Psychology teacher announces plans to retire at end of year

Psychology teacher Charlie Blair-Broeker

Psychology teacher Charlie Blair-Broeker

It seems that yet another teacher is reaching a big milestone on psychology’s social clock: retirement. After it spread all over the school, psychology teacher Charlie Blair-Broeker dispelled rumors when he announced that he would be retiring from teaching after 36 years at Cedar Falls High School.

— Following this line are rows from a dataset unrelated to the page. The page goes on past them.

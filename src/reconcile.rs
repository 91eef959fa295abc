use std::collections::{BTreeMap, BTreeSet};
use std::io::ErrorKind;
use std::path::Path;

use anyhow::{Context, Result};
use log::{info, warn};
use serde::Serialize;
use serde_json::Value;

use crate::milvus::Record;

/// 从导出记录中提取 uid，保留顺序和重复
pub fn extract_uids<'a, I>(records: I, uid_field: &str) -> Vec<String>
where
    I: IntoIterator<Item = &'a Record>,
{
    records
        .into_iter()
        .filter_map(|record| record.get(uid_field)?.as_str().map(str::to_string))
        .collect()
}

/// 读取导出文件中的 uid 列表
///
/// 支持 JSON 数组和每行一条记录两种格式。文件不存在时视为空导出，
/// JSON 格式错误则返回错误。每行一条记录时，没有换行结尾的最后一行
/// 是导出中断时写了一半的记录，跳过。
pub fn load_export(path: impl AsRef<Path>, uid_field: &str) -> Result<Vec<String>> {
    let path = path.as_ref();
    let text = match std::fs::read_to_string(path) {
        Ok(text) => text,
        Err(e) if e.kind() == ErrorKind::NotFound => {
            warn!("导出文件 {} 不存在，按空数据处理", path.display());
            return Ok(vec![]);
        }
        Err(e) => return Err(e).with_context(|| format!("无法读取导出文件 {}", path.display())),
    };

    let uids = if text.trim_start().starts_with('[') {
        let records: Vec<Value> = serde_json::from_str(&text)
            .with_context(|| format!("导出文件 {} 不是合法的 JSON", path.display()))?;
        extract_uids(records.iter().filter_map(Value::as_object), uid_field)
    } else {
        let lines: Vec<&str> = text.lines().collect();
        let unterminated = !text.is_empty() && !text.ends_with('\n');
        let mut records = vec![];
        for (lineno, line) in lines.iter().enumerate() {
            if line.trim().is_empty() {
                continue;
            }
            match serde_json::from_str::<Value>(line) {
                Ok(Value::Object(record)) => records.push(record),
                Ok(_) => {}
                Err(_) if unterminated && lineno + 1 == lines.len() => {
                    warn!("导出文件 {} 最后一行不完整，已跳过", path.display());
                }
                Err(e) => {
                    return Err(e).with_context(|| {
                        format!("导出文件 {} 第 {} 行不是合法的 JSON", path.display(), lineno + 1)
                    });
                }
            }
        }
        extract_uids(&records, uid_field)
    };

    info!("导出文件中的记录总数: {}", uids.len());
    Ok(uids)
}

/// 两边数据的对比结果
#[derive(Debug, Clone, Default, PartialEq, Eq)]
pub struct Comparison {
    /// 在 SQLite 中但不在向量数据库中
    pub missing: BTreeSet<String>,
    /// 在向量数据库中但不在 SQLite 中
    pub extra: BTreeSet<String>,
    /// 在向量数据库中出现多次的 uid 及其次数
    pub duplicates: BTreeMap<String, usize>,
    pub sqlite_count: usize,
    pub zilliz_count: usize,
    pub zilliz_unique_count: usize,
}

impl Comparison {
    pub fn compute(source: &BTreeSet<String>, export: &[String]) -> Self {
        // 先计数再去重，否则会丢失重复信息
        let mut counter: BTreeMap<&str, usize> = BTreeMap::new();
        for uid in export {
            *counter.entry(uid.as_str()).or_default() += 1;
        }

        let missing = source.iter().filter(|uid| !counter.contains_key(uid.as_str())).cloned().collect();
        let extra = counter
            .keys()
            .filter(|uid| !source.contains(**uid))
            .map(|uid| uid.to_string())
            .collect();
        let duplicates = counter
            .iter()
            .filter(|(_, count)| **count > 1)
            .map(|(uid, count)| (uid.to_string(), *count))
            .collect();

        Self {
            missing,
            extra,
            duplicates,
            sqlite_count: source.len(),
            zilliz_count: export.len(),
            zilliz_unique_count: counter.len(),
        }
    }

    pub fn summary(&self) -> Summary {
        Summary {
            sqlite_total: self.sqlite_count,
            zilliz_total: self.zilliz_count,
            zilliz_unique: self.zilliz_unique_count,
            missing_count: self.missing.len(),
            extra_count: self.extra.len(),
            duplicate_count: self.duplicates.len(),
            total_duplicate_records: self.duplicates.values().sum::<usize>() - self.duplicates.len(),
        }
    }
}

/// 写入 comparison_summary.json 的汇总信息
#[derive(Debug, Clone, Copy, PartialEq, Eq, Serialize)]
pub struct Summary {
    pub sqlite_total: usize,
    pub zilliz_total: usize,
    pub zilliz_unique: usize,
    pub missing_count: usize,
    pub extra_count: usize,
    pub duplicate_count: usize,
    pub total_duplicate_records: usize,
}

impl Summary {
    pub fn is_synchronized(&self) -> bool {
        self.missing_count == 0 && self.duplicate_count == 0 && self.extra_count == 0
    }
}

Blair-Broeker went to college at St. Olaf College, majoring in psychology. After that, he attended graduate school at the University of Iowa, and it was as he was walking to class one day that he realized that he wanted to be a high school psychology teacher. He had never considered the career before, but he knew he wanted to do it. “I cut class that morning to go to the registrar’s office and learn how to make [it] happen,” Blair-Broeker said.

Early on in his career, Blair-Broeker was a substitute teacher in Iowa City and Ann Arbor. He also taught for one year in Kearney, Neb. Then he came to Cedar Falls High School, where he has remained for 36 years. He has taught several subjects over the years: Asian, Latin and African-American history, honors social studies, American government, U.S. history, psychology and AP psychology. He finally decided to retire because he “just kind of felt like it was time to move on.”

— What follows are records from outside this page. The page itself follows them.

use std::path::Path;

use log::info;
use sqlx::SqlitePool;
use sqlx::sqlite::*;

pub mod crud;
pub mod model;

pub use crud::fetch_source_uids;
pub use model::*;

pub type Database = SqlitePool;

/// 以只读方式打开数据库，整个分块读取过程只持有一个连接
pub async fn init_db(filename: impl AsRef<Path>) -> Result<Database, sqlx::Error> {
    let filename = filename.as_ref();
    info!("初始化数据库连接: {}", filename.display());

    let options = SqliteConnectOptions::new()
        .filename(filename)
        .read_only(true)
        .create_if_missing(false);

    SqlitePoolOptions::new().max_connections(1).connect_with(options).await
}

Senior AP psychology student Anna Hubbard said that she feels sad that future AP psychology students won’t be able to have Blair-Broeker as a teacher, but she’s glad she had the opportunity to learn psychology from him. “Blair-Broeker is one of the best teachers I’ve had at this school. Not only is he a good person, but he really helps to prepare his students for college,” Hubbard said.

Blair-Broeker said that his favorite part of teaching has been the people. “Teaching is all about the people, both students and colleagues,” Blair-Broeker said. The worst part of teaching for him has been grading essays, cafeteria supervision and faculty meetings, and although teaching has its ups and downs, he really appreciates the career he’s had. “In many ways, teaching has been my life. It’s hard to imagine a more satisfying career,” Blair-Broeker said.

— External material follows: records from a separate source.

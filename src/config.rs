//! Configuration handling for refdocs.
//! Settings come from an optional config file in the working directory
//! (JSON or YAML) and are then overridden by command-line arguments.

use crate::cli::Args;
use crate::constants::{
    CONFIG_FILES, DEFAULT_BRANCH, DEFAULT_CODE_LANGUAGE, DEFAULT_GENERATOR,
    DEFAULT_INDEX_FILE, DEFAULT_INDEX_SIDEBAR_LABEL, DEFAULT_INDEX_TITLE,
    DEFAULT_OUTPUT_DIR, DEFAULT_PACKAGE_DOC_FILE, DEFAULT_PACKAGE_MARKER, DEFAULT_REMOTE,
    DEFAULT_SOURCE_DIR, DEFAULT_SOURCE_EXTENSION,
};
use crate::error::{Error, Result};
use log::debug;
use serde::Deserialize;
use std::path::{Component, Path, PathBuf};

/// External generator invocation settings.
#[derive(Debug, Clone, PartialEq, Eq, Deserialize)]
#[serde(default, deny_unknown_fields)]
pub struct GeneratorConfig {
    /// Program to execute
    pub program: String,
    /// Extra arguments placed before `<module> -o <file>`
    pub args: Vec<String>,
}

impl Default for GeneratorConfig {
    fn default() -> Self {
        Self { program: DEFAULT_GENERATOR.to_string(), args: Vec::new() }
    }
}

/// Settings for a reference documentation build.
#[derive(Debug, Clone, PartialEq, Eq, Deserialize)]
#[serde(default, deny_unknown_fields)]
pub struct Config {
    pub source_dir: PathBuf,
    pub output_dir: PathBuf,
    /// First segment of every module path; the source directory name when unset
    pub root_module: Option<String>,
    /// Location of the source directory inside the repository, used for links;
    /// the source directory when unset
    pub source_url_path: Option<String>,
    pub package_marker: String,
    pub source_extension: String,
    pub code_language: String,
    pub remote: String,
    pub branch: String,
    /// Glob patterns matched against package directory names
    pub exclude: Vec<String>,
    pub generator: GeneratorConfig,
    pub package_doc_file: String,
    pub index_file: String,
    pub index_title: String,
    pub index_sidebar_label: String,
}

impl Default for Config {
    fn default() -> Self {
        Self {
            source_dir: PathBuf::from(DEFAULT_SOURCE_DIR),
            output_dir: PathBuf::from(DEFAULT_OUTPUT_DIR),
            root_module: None,
            source_url_path: None,
            package_marker: DEFAULT_PACKAGE_MARKER.to_string(),
            source_extension: DEFAULT_SOURCE_EXTENSION.to_string(),
            code_language: DEFAULT_CODE_LANGUAGE.to_string(),
            remote: DEFAULT_REMOTE.to_string(),
            branch: DEFAULT_BRANCH.to_string(),
            exclude: Vec::new(),
            generator: GeneratorConfig::default(),
            package_doc_file: DEFAULT_PACKAGE_DOC_FILE.to_string(),
            index_file: DEFAULT_INDEX_FILE.to_string(),
            index_title: DEFAULT_INDEX_TITLE.to_string(),
            index_sidebar_label: DEFAULT_INDEX_SIDEBAR_LABEL.to_string(),
        }
    }
}

impl Config {
    /// Module path root, e.g. `src` for packages under `src/`.
    pub fn root_module(&self) -> String {
        match &self.root_module {
            Some(root) => root.clone(),
            None => self
                .source_dir
                .file_name()
                .map(|name| name.to_string_lossy().into_owned())
                .unwrap_or_else(|| DEFAULT_SOURCE_DIR.to_string()),
        }
    }

    /// Path of the source directory inside the repository, with forward
    /// slashes and no surrounding separators.
    ///
    /// When unset it is derived from `source_dir`, which only yields the right
    /// path for a `source_dir` relative to the repository root.
    pub fn source_url_path(&self) -> String {
        let raw = match &self.source_url_path {
            Some(path) => path.clone(),
            None => self
                .source_dir
                .components()
                .filter_map(|c| match c {
                    Component::Normal(part) => Some(part.to_string_lossy().into_owned()),
                    _ => None,
                })
                .collect::<Vec<_>>()
                .join("/"),
        };
        raw.trim_matches('/').to_string()
    }

    /// Applies command-line overrides on top of the loaded values.
    pub fn with_args(mut self, args: &Args) -> Self {
        if let Some(source_dir) = &args.source_dir {
            self.source_dir = source_dir.clone();
        }
        if let Some(output_dir) = &args.output_dir {
            self.output_dir = output_dir.clone();
        }
        if let Some(branch) = &args.branch {
            self.branch = branch.clone();
        }
        self
    }
}

/// Finds the config file to use.
///
/// An explicit path must exist; otherwise the first of [`CONFIG_FILES`]
/// present in `base_dir` is used, if any.
pub fn find_config_file<P: AsRef<Path>>(
    base_dir: P,
    explicit: Option<&Path>,
) -> Result<Option<PathBuf>> {
    if let Some(path) = explicit {
        if !path.exists() {
            return Err(Error::ConfigError(format!(
                "config file '{}' does not exist",
                path.display()
            )));
        }
        return Ok(Some(path.to_path_buf()));
    }

    Ok(CONFIG_FILES
        .iter()
        .map(|file| base_dir.as_ref().join(file))
        .find(|path| path.exists()))
}

/// Parses config content, trying JSON first and YAML as fallback.
///
/// # Errors
/// * `Error::ConfigError` if the content is neither valid JSON nor valid YAML
///   for the [`Config`] schema
pub fn parse_config(content: &str) -> Result<Config> {
    if content.trim().is_empty() {
        return Ok(Config::default());
    }
    match serde_json::from_str(content) {
        Ok(config) => Ok(config),
        Err(_) => serde_yaml::from_str(content)
            .map_err(|e| Error::ConfigError(format!("Invalid configuration format: {e}"))),
    }
}

/// Loads the config for a run rooted at `base_dir`.
///
/// Without a config file the defaults are used; CLI arguments win either way.
pub fn get_config<P: AsRef<Path>>(base_dir: P, args: &Args) -> Result<Config> {
    let config = match find_config_file(base_dir, args.config.as_deref())? {
        Some(path) => {
            debug!("Loading configuration from {}", path.display());
            let content = std::fs::read_to_string(&path)?;
            parse_config(&content)?
        }
        None => {
            debug!("No configuration file found, using defaults");
            Config::default()
        }
    };
    Ok(config.with_args(args))
}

In his retirement, Blair-Broeker isn’t quite sure what he’s going to do. He hopes to do some teaching as an adjunct if anyone will have him, and he thinks he’ll probably continue to write and conduct workshops for psychology teachers. Finally, Blair-Broeker said, “I’d like to travel more, keep the car cleaner and do lots more crossword puzzles.”

Senior AP psychology student Maddie Andreassen said that what she likes most about Blair-Broeker is that he is very welcoming and makes you feel comfortable in class. She also said he adds funny things to whatever subject he is discussing and makes the class informative, while giving students something to look forward to every day. “I have to say that I am really sad to see him go, but I will respect his decision because I respect him a lot and want him to do what’s best for him. He is the best teacher I’ve ever had and possibly ever will,” Andreassen said.

Blair-Broeker is known at the high school for his intelligence and wisdom. With that, he has three words of advice to the students of Cedar Falls High School: “Find passion in your life. There is great satisfaction in accomplishing difficult goals. Work every day to make the world a better place for everyone.”